Okay, I'll stop raving and step back a bit. I went to London to see these shows on a School of Art trip. Unfortunately modernism lecturer John Harvey became ill at the last minute so was unable to offer his knowledgeable commentary to add to the experience, and to cap it all I missed the early train after driving uncharacteristically slowly to Aberystwyth due to icy roads. Sympathetic rail employees in the waiting room began an extended discussion about the nature of modern art, which focused largely on the idea that modern art could be interesting, providing there was some evidence of craftsmanship or skill. So take note, School of Arters. People are willing to give our stuff a chance, but not if they think we've just thrown it together without any thought or skill. Or just flicked a light on and off.
from Rail Journey (Aberystwyth to London)
Finally it was time for the next train. Having been duly serenaded with the rail employee's version of 'We're all going on an - arty holiday!' I boarded and spent a pleasant journey doing a little photography (more results to follow, on Facebook and here). I did my own thing then had an early evening at the hostel, unintentionally frightening the other SoA girls booked into my room ('Whose coat is that?!' 'It's me!' I said, raising a sleepy head.) And the next morning it was... Bacon after breakfast!

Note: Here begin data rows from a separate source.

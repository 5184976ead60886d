//! Telegram bot notifier.

use async_trait::async_trait;
use reqwest::Client;
use serde_json::json;
use std::time::Duration;

use crate::config::NotifierConfig;
use crate::notify::{Notifier, NotifyError};

/// Posts messages to a chat through the Bot API `sendMessage` method.
#[derive(Clone)]
pub struct TelegramNotifier {
    client: Client,
    api_base: String,
    bot_token: String,
    chat_id: String,
}

impl TelegramNotifier {
    /// Build a notifier when both credentials are configured.
    pub fn from_config(config: &NotifierConfig) -> Result<Option<Self>, reqwest::Error> {
        let (Some(bot_token), Some(chat_id)) = (&config.bot_token, &config.chat_id) else {
            return Ok(None);
        };
        let client = Client::builder()
            .timeout(Duration::from_secs(config.timeout_secs))
            .build()?;
        Ok(Some(Self::with_client(client, &config.api_base, bot_token, chat_id)))
    }

    pub fn with_client(client: Client, api_base: &str, bot_token: &str, chat_id: &str) -> Self {
        Self {
            client,
            api_base: api_base.trim_end_matches('/').to_string(),
            bot_token: bot_token.to_string(),
            chat_id: chat_id.to_string(),
        }
    }
}

impl std::fmt::Debug for TelegramNotifier {
    fn fmt(&self, f: &mut std::fmt::Formatter<'_>) -> std::fmt::Result {
        f.debug_struct("TelegramNotifier")
            .field("api_base", &self.api_base)
            .field("chat_id", &self.chat_id)
            .finish_non_exhaustive()
    }
}

#[async_trait]
impl Notifier for TelegramNotifier {
    async fn notify(&self, message: &str) -> Result<(), NotifyError> {
        let url = format!("{}/bot{}/sendMessage", self.api_base, self.bot_token);
        let response = self
            .client
            .post(&url)
            .json(&json!({ "chat_id": self.chat_id, "text": message }))
            .send()
            .await?;

        let status = response.status();
        if !status.is_success() {
            let body = response.text().await.unwrap_or_default();
            return Err(NotifyError::Rejected { status, body });
        }

        tracing::debug!(chat_id = %self.chat_id, "Telegram message sent");
        Ok(())
    }
}
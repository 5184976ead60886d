//! Imperial conversion and upload to the third-party weather network.

use async_trait::async_trait;
use chrono::{DateTime, Utc};
use reqwest::Client;
use std::time::Duration;

use crate::config::UploadConfig;
use crate::station::types::CurrentWeather;
use crate::station::StationError;

const HPA_TO_INHG: f64 = 0.02953;
const MM_TO_IN: f64 = 0.0393701;
const KMH_TO_MPH: f64 = 0.621371;

pub fn celsius_to_fahrenheit(celsius: f64) -> f64 {
    celsius * 9.0 / 5.0 + 32.0
}

pub fn hpa_to_inhg(hpa: f64) -> f64 {
    hpa * HPA_TO_INHG
}

pub fn mm_to_in(mm: f64) -> f64 {
    mm * MM_TO_IN
}

pub fn kmh_to_mph(kmh: f64) -> f64 {
    kmh * KMH_TO_MPH
}

/// `yyyy-MM-dd HH:mm:ss` in UTC.
pub fn format_dateutc(timestamp: &str) -> Result<String, StationError> {
    let parsed = DateTime::parse_from_rfc3339(timestamp)
        .map_err(|_| StationError::Timestamp(timestamp.to_string()))?;
    Ok(parsed.with_timezone(&Utc).format("%Y-%m-%d %H:%M:%S").to_string())
}

/// One observation in upload units. Absent metric fields stay absent.
#[derive(Debug, Clone, PartialEq)]
pub struct ImperialObservation {
    pub dateutc: String,
    pub tempf: f64,
    pub humidity: f64,
    pub baromin: f64,
    pub dewptf: Option<f64>,
    pub rainin: Option<f64>,
    pub dailyrainin: Option<f64>,
    pub windspeedmph: Option<f64>,
    pub windgustmph: Option<f64>,
    pub winddir: Option<f64>,
    pub uv: Option<f64>,
    pub solarradiation: Option<f64>,
}

impl ImperialObservation {
    /// Fails with `Incomplete` when temperature, humidity or pressure is absent.
    pub fn from_metric(weather: &CurrentWeather) -> Result<Self, StationError> {
        let (Some(temperature), Some(humidity), Some(pressure)) =
            (weather.temperature, weather.humidity, weather.pressure)
        else {
            let missing = [
                ("temperature", weather.temperature),
                ("humidity", weather.humidity),
                ("pressure", weather.pressure),
            ]
            .into_iter()
            .filter(|(_, value)| value.is_none())
            .map(|(name, _)| name)
            .collect();
            return Err(StationError::Incomplete { missing });
        };

        Ok(Self {
            dateutc: format_dateutc(&weather.timestamp)?,
            tempf: celsius_to_fahrenheit(temperature),
            humidity,
            baromin: hpa_to_inhg(pressure),
            dewptf: weather.dew_point.map(celsius_to_fahrenheit),
            rainin: weather.precipitation.map(mm_to_in),
            dailyrainin: weather.precipitation_accumulated.map(mm_to_in),
            windspeedmph: weather.wind_speed.map(kmh_to_mph),
            windgustmph: weather.wind_gust.map(kmh_to_mph),
            winddir: weather.wind_direction,
            uv: weather.uv_index,
            solarradiation: weather.solar_irradiance,
        })
    }

    /// Measurement query parameters, without station credentials.
    pub fn query_pairs(&self) -> Vec<(&'static str, String)> {
        let mut pairs = vec![
            ("dateutc", self.dateutc.clone()),
            ("tempf", self.tempf.to_string()),
            ("humidity", self.humidity.to_string()),
            ("baromin", self.baromin.to_string()),
        ];
        let optional = [
            ("dewptf", self.dewptf),
            ("rainin", self.rainin),
            ("dailyrainin", self.dailyrainin),
            ("windspeedmph", self.windspeedmph),
            ("windgustmph", self.windgustmph),
            ("winddir", self.winddir),
            ("UV", self.uv),
            ("solarradiation", self.solarradiation),
        ];
        pairs.extend(
            optional
                .into_iter()
                .filter_map(|(key, value)| value.map(|v| (key, v.to_string()))),
        );
        pairs
    }
}

/// Destination for converted observations.
#[async_trait]
pub trait WeatherSink: Send + Sync {
    async fn upload(&self, observation: &ImperialObservation) -> Result<(), StationError>;
}

/// Weather Underground `updateweatherstation.php` uploader.
#[derive(Clone)]
pub struct WundergroundUploader {
    client: Client,
    url: String,
    station_id: String,
    station_password: String,
}

impl WundergroundUploader {
    pub fn new(config: &UploadConfig) -> Result<Self, reqwest::Error> {
        let client = Client::builder()
            .timeout(Duration::from_secs(config.timeout_secs))
            .build()?;
        Ok(Self::with_client(
            client,
            &config.url,
            &config.station_id,
            &config.station_password,
        ))
    }

    pub fn with_client(client: Client, url: &str, station_id: &str, station_password: &str) -> Self {
        Self {
            client,
            url: url.to_string(),
            station_id: station_id.to_string(),
            station_password: station_password.to_string(),
        }
    }
}

impl std::fmt::Debug for WundergroundUploader {
    fn fmt(&self, f: &mut std::fmt::Formatter<'_>) -> std::fmt::Result {
        f.debug_struct("WundergroundUploader")
            .field("url", &self.url)
            .field("station_id", &self.station_id)
            .finish_non_exhaustive()
    }
}

#[async_trait]
impl WeatherSink for WundergroundUploader {
    async fn upload(&self, observation: &ImperialObservation) -> Result<(), StationError> {
        let mut query = vec![
            ("ID", self.station_id.clone()),
            ("PASSWORD", self.station_password.clone()),
        ];
        query.extend(observation.query_pairs());
        query.push(("action", "updateraw".to_string()));

        let response = self
            .client
            .get(&self.url)
            .query(&query)
            .send()
            .await
            .map_err(|e| StationError::Upload {
                status: None,
                message: e.to_string(),
            })?;

        let status = response.status();
        let body = response.text().await.unwrap_or_default();
        if !status.is_success() {
            return Err(StationError::Upload {
                status: Some(status),
                message: body,
            });
        }

        tracing::debug!(station_id = %self.station_id, response = %body.trim(), "Observation uploaded");
        Ok(())
    }
}
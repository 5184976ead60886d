//! Station keeper library.
//!
//! Two periodic jobs share this crate: claim-and-swap of accrued station
//! rewards, and relaying station telemetry to a public weather network.

pub mod blockchain;
pub mod config;
pub mod lifecycle;
pub mod notify;
pub mod observability;
pub mod orchestrator;
pub mod rewards;
pub mod station;
pub mod swap;

pub use config::KeeperConfig;
pub use lifecycle::{Job, JobRunner, Shutdown};
pub use orchestrator::ClaimAndSwap;
pub use station::StationPoller;
//! Station keeper
//!
//! Claims weather-station rewards, sells them through a DEX aggregator, and
//! relays station telemetry to a public weather network.
//!
//! # Architecture Overview
//!
//! ```text
//!                 ┌──────────────────────── station-keeper ─────────────────────────┐
//!                 │                                                                  │
//!   rewards API ──┼─▶ rewards ──┐                                                    │
//!                 │             ▼                                                    │
//!                 │      orchestrator::ClaimAndSwap ──▶ blockchain ──────────────────┼──▶ EVM node
//!                 │             │  ▲                                                 │
//!   aggregator ◀──┼──── swap ◀──┘  └── notify ─────────────────────────────────────┼──▶ Telegram
//!                 │                                                                  │
//!   telemetry ────┼─▶ station::StationPoller ──▶ station::publish ───────────────────┼──▶ upload endpoint
//!                 │                                                                  │
//!                 │  lifecycle (scheduler, shutdown)   config   observability        │
//!                 └──────────────────────────────────────────────────────────────────┘
//! ```

use clap::{Parser, Subcommand};
use std::path::PathBuf;
use std::sync::Arc;
use std::time::Duration;

use station_keeper::blockchain::{BlockchainClient, ChainClient, EvmChain, Wallet};
use station_keeper::config::{read_config, validate_config, ConfigError, KeeperConfig};
use station_keeper::lifecycle::{signals, Job, JobRunner, Shutdown, TickOutcome};
use station_keeper::notify::{Notifier, TelegramNotifier};
use station_keeper::observability::{logging, metrics};
use station_keeper::orchestrator::{ClaimAndSwap, PipelineSettings};
use station_keeper::rewards::HttpRewardsLedger;
use station_keeper::station::{
    CredentialStore, StationCredential, StationPoller, WeatherXmClient, WundergroundUploader,
};
use station_keeper::swap::ParaswapClient;

type BoxError = Box<dyn std::error::Error>;

#[derive(Debug, Parser)]
#[command(name = "station-keeper", version, about)]
struct Cli {
    /// TOML configuration file; environment variables override it.
    #[arg(short, long)]
    config: Option<PathBuf>,

    #[command(subcommand)]
    command: Option<Command>,
}

#[derive(Debug, Clone, Copy, PartialEq, Eq, Subcommand)]
enum Command {
    /// Run every enabled job on its interval until interrupted (default).
    Run,
    /// Run claim-and-swap once and exit.
    Claim,
    /// Poll and upload station telemetry once and exit.
    Poll,
}

#[tokio::main]
async fn main() -> Result<(), BoxError> {
    let cli = Cli::parse();
    let command = cli.command.unwrap_or(Command::Run);

    let mut config = read_config(cli.config.as_deref())?;
    match command {
        Command::Run => {}
        Command::Claim => {
            config.schedule.claim_enabled = true;
            config.schedule.poll_enabled = false;
        }
        Command::Poll => {
            config.schedule.claim_enabled = false;
            config.schedule.poll_enabled = true;
        }
    }

    logging::init_tracing(&config.observability);
    tracing::info!(version = env!("CARGO_PKG_VERSION"), command = ?command, "station-keeper starting");

    if let Err(errors) = validate_config(&config) {
        for error in &errors {
            tracing::error!(%error, "Invalid configuration");
        }
        return Err(ConfigError::Validation(errors).into());
    }

    if config.observability.metrics_enabled {
        let addr: std::net::SocketAddr = config.observability.metrics_address.parse()?;
        metrics::init_metrics(addr)?;
    }

    let jobs = build_jobs(&config).await?;

    match command {
        Command::Run => run_scheduled(jobs, &config).await,
        Command::Claim | Command::Poll => run_single(jobs).await,
    }
}

async fn build_jobs(config: &KeeperConfig) -> Result<Vec<JobRunner>, BoxError> {
    let mut jobs = Vec::new();

    if config.schedule.claim_enabled {
        let job = claim_and_swap(config).await?;
        jobs.push(JobRunner::new(
            job,
            Duration::from_secs(config.schedule.claim_interval_secs),
        ));
    }

    if config.schedule.poll_enabled {
        let job = station_poller(config)?;
        jobs.push(JobRunner::new(
            job,
            Duration::from_secs(config.schedule.poll_interval_secs),
        ));
    }

    Ok(jobs)
}

async fn claim_and_swap(config: &KeeperConfig) -> Result<Arc<dyn Job>, BoxError> {
    let wallet = Wallet::from_env(config.chain.chain_id)?;
    let sender = wallet.address();

    let client = BlockchainClient::new(config.chain.clone()).await?;
    let chain: Arc<dyn ChainClient> = Arc::new(EvmChain::new(client, wallet));

    let ledger = Arc::new(HttpRewardsLedger::new(&config.rewards)?);
    let aggregator = Arc::new(
        ParaswapClient::new(&config.aggregator, config.chain.chain_id, sender)?
            .with_decimals(config.claim.source_decimals, config.claim.destination_decimals),
    );

    let notifier = TelegramNotifier::from_config(&config.notifier)?
        .map(|notifier| Arc::new(notifier) as Arc<dyn Notifier>);
    if notifier.is_none() {
        if config.notifier.bot_token.is_some() || config.notifier.chat_id.is_some() {
            tracing::warn!("Only one of bot_token and chat_id is set, swap notifications disabled");
        } else {
            tracing::info!("Telegram credentials not set, swap notifications disabled");
        }
    }

    tracing::info!(
        sender = %sender,
        receiver = %config.claim.receiver.unwrap_or(sender),
        claim_contract = %config.claim.contract_address,
        source_token = %config.claim.source_token,
        destination_token = %config.claim.destination_token,
        "Claim-and-swap configured"
    );

    Ok(Arc::new(ClaimAndSwap::new(
        PipelineSettings::from_config(config),
        ledger,
        chain,
        aggregator,
        notifier,
    )))
}

fn station_poller(config: &KeeperConfig) -> Result<Arc<dyn Job>, BoxError> {
    let credentials = Arc::new(CredentialStore::new(StationCredential::new(
        config.station.access_token.as_str(),
        config.station.refresh_token.as_str(),
    )));
    let source = Arc::new(WeatherXmClient::new(&config.station)?);
    let sink = Arc::new(WundergroundUploader::new(&config.upload)?);

    tracing::info!(
        device_id = %config.station.device_id,
        station_id = %config.upload.station_id,
        "Station relay configured"
    );

    Ok(Arc::new(StationPoller::new(
        source,
        sink,
        credentials,
        Duration::from_secs(config.station.refresh_backoff_secs),
    )))
}

async fn run_scheduled(jobs: Vec<JobRunner>, config: &KeeperConfig) -> Result<(), BoxError> {
    if jobs.is_empty() {
        tracing::warn!("No jobs enabled, exiting");
        return Ok(());
    }

    let shutdown = Shutdown::new();
    let tasks = jobs
        .into_iter()
        .map(|runner| tokio::spawn(runner.run(shutdown.subscribe())))
        .collect::<Vec<_>>();

    signals::shutdown_signal().await;
    tracing::info!("Shutting down, waiting for in-flight runs");

    // Long enough for a swap awaiting confirmation to settle.
    let grace = Duration::from_secs(config.chain.confirmation_timeout_secs);
    shutdown.drain(tasks, grace).await;

    tracing::info!("Shutdown complete");
    Ok(())
}

async fn run_single(jobs: Vec<JobRunner>) -> Result<(), BoxError> {
    for runner in jobs {
        if runner.tick().await == TickOutcome::Failed {
            return Err(format!("{} run failed", runner.name()).into());
        }
    }
    Ok(())
}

The Tate Britain Francis Bacon exhibition brings together a large range of his work from about 1945 (very little survives from before this time, as Bacon was ruthless about destroying or 'losing' work that didn't satisfy him). There are a number of the screaming popes, and screaming businessmen, and the triptych crucifixion that cemented his reputation. Now I began to ponder these businessmen, in their outline cubes. Fish tanks, perhaps. Tesseracts, a portal to another dimension. The answer came in the exhibition catalogue and the Arena programme screened by Room 19: the bulletproof glass screen used for trying the leading Nazi criminals after World War II. Except, the trial with the glass screen took place in 1961. Things kept behind glass: taxidermy, stuffed dead animals. Shop mannequins. Zoo animals. Things we need protection from. Things that need protecting. In the later triptychs, enclosing the precious moment or persons. Dangerous and in need of protection at the same time. The glass globe for the Rose, in Antoine de Saint-Exupery's Le Petit Prince. Bacon said he was looking for ways to take the image out of the plane of the picture. Hence also the circular raised dais used in so many mid- to late paintings: a stage, an altar, one of those rotating platforms they used to use in car showrooms. Here is the private, on display. The ecstasy, the wounds, the grief. There to worship, or to observe as voyeuristic consumer. There are many other potentially religious/materialist aspects to the work that make the Bacon exhibition a nice counterpoint to the Rothko (or vice versa).
The long and the short of it is, that I spent a very, very long time with Bacon, and quite a long time with Rothko, and I saw Runa Islam's Be the first to see what you want to see when you see it (2004) a number of times, and Cildo Meireles once (properly). And there is so much more to talk about that I will go and digest my Bacon for a bit longer, before writing further.